*THE RECORDS*:
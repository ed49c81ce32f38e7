//! Everything one snapshot's extraction reads, plus the store-backed
//! accessors both passes share.

use super::store::{BetweennessScores, MetricKey, SharedMetricStore};
use crate::algo::centrality::betweenness_scale;
use crate::algo::cores::core_numbers;
use crate::algo::BfsStats;
use crate::backend::Backend;
use crate::config::ExtractionConfig;
use crate::error::{FeatureError, FeatureResult};
use crate::graph::{ScaleClass, TopologyGraph};
use crate::spectral::{SpectralSolver, Spectrum};
use rand::rngs::StdRng;
use rand::SeedableRng;
use std::sync::Arc;
use tracing::debug;

pub struct ExtractionContext<'a> {
    pub graph: &'a TopologyGraph,
    pub scale: ScaleClass,
    pub config: &'a ExtractionConfig,
    pub backend: &'a dyn Backend,
    /// `None` when spectral features are switched off
    pub spectral: Option<SpectralSolver<'a>>,
}

impl<'a> ExtractionContext<'a> {
    pub fn node_count(&self) -> usize {
        self.graph.node_count()
    }

    /// Seeded sample of `k` distinct node indices in ascending order,
    /// or every node when `k >= n`. The flag reports whether it sampled.
    pub fn sample_nodes(&self, k: usize, stream: u64) -> (Vec<usize>, bool) {
        let n = self.node_count();
        if k >= n {
            return ((0..n).collect(), false);
        }
        let mut rng = StdRng::seed_from_u64(self.config.seed.wrapping_add(stream));
        let mut picked = rand::seq::index::sample(&mut rng, n, k).into_vec();
        picked.sort_unstable();
        (picked, true)
    }

    pub fn betweenness(
        &self,
        store: &mut SharedMetricStore,
    ) -> FeatureResult<Arc<BetweennessScores>> {
        store.betweenness_or_compute(|| self.compute_betweenness())
    }

    /// BFS from every node, run once per snapshot on the selected backend.
    pub fn all_sources_bfs(
        &self,
        store: &mut SharedMetricStore,
    ) -> FeatureResult<Arc<Vec<BfsStats>>> {
        store.bfs_stats_or_compute(|| {
            let sources: Vec<usize> = (0..self.node_count()).collect();
            Ok(self.backend.bfs_stats(self.graph, &sources))
        })
    }

    pub fn core_numbers(&self, store: &mut SharedMetricStore) -> FeatureResult<Arc<Vec<u32>>> {
        store.core_numbers_or_compute(|| Ok(core_numbers(self.graph)))
    }

    pub fn degrees(&self, store: &mut SharedMetricStore) -> FeatureResult<Arc<Vec<usize>>> {
        store.degrees_or_compute(|| Ok(self.graph.degrees()))
    }

    pub fn adjacency_spectrum(
        &self,
        store: &mut SharedMetricStore,
    ) -> FeatureResult<Arc<Spectrum>> {
        let solver = self.solver()?;
        store.spectrum_or_compute(MetricKey::AdjacencyEigs, || solver.adjacency_spectrum())
    }

    pub fn laplacian_spectrum(
        &self,
        store: &mut SharedMetricStore,
    ) -> FeatureResult<Arc<Spectrum>> {
        let solver = self.solver()?;
        store.spectrum_or_compute(MetricKey::LaplacianEigs, || solver.laplacian_spectrum())
    }

    /// Whether spectrum-derived features were computed from a partial spectrum.
    /// Follows the retrieval mode for the scale class even when the solver failed.
    pub fn spectrum_is_partial(&self, store: &mut SharedMetricStore) -> bool {
        let from_spectrum = self.adjacency_spectrum(store).map(|s| s.partial).ok();
        let scale = self.scale;
        store.flag_or_compute(MetricKey::SpectrumIsPartial, || {
            from_spectrum.unwrap_or(scale.is_large())
        })
    }

    pub fn solver(&self) -> FeatureResult<&SpectralSolver<'a>> {
        self.spectral
            .as_ref()
            .ok_or(FeatureError::Disabled("spectral features switched off"))
    }

    /// Exact Brandes for small graphs; pivot sampling scaled by `n / k` for large ones.
    fn compute_betweenness(&self) -> FeatureResult<BetweennessScores> {
        let n = self.node_count();
        let (sources, sampled) = match self.scale {
            ScaleClass::Small => ((0..n).collect(), false),
            ScaleClass::Large => {
                if self.config.betweenness_sample_size == 0 {
                    return Err(FeatureError::Disabled("betweenness sample size is zero"));
                }
                self.sample_nodes(self.config.betweenness_sample_size, 0)
            }
        };
        let scale = betweenness_scale(n, sources.len());
        let mut values = self.backend.betweenness(self.graph, &sources);
        values.iter_mut().for_each(|v| *v *= scale);
        debug!(
            n,
            sources = sources.len(),
            sampled,
            backend = self.backend.name(),
            "betweenness computed"
        );
        Ok(BetweennessScores {
            values,
            sampled,
            sources: sources.len(),
        })
    }
}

*WORK REQUIRED*:
Repeat the material above exactly, beginning with its first line and ending with the line that holds "use crate::backend::Backend;", and leave out everything else.

*ANSWER TO THIS TASK*:
repository ed49c81ce32f38e7
//! Everything one snapshot's extraction reads, plus the store-backed
//! accessors both passes share.

use super::store::{BetweennessScores, MetricKey, SharedMetricStore};
use crate::algo::centrality::betweenness_scale;
use crate::algo::cores::core_numbers;
use crate::algo::BfsStats;
use crate::backend::Backend;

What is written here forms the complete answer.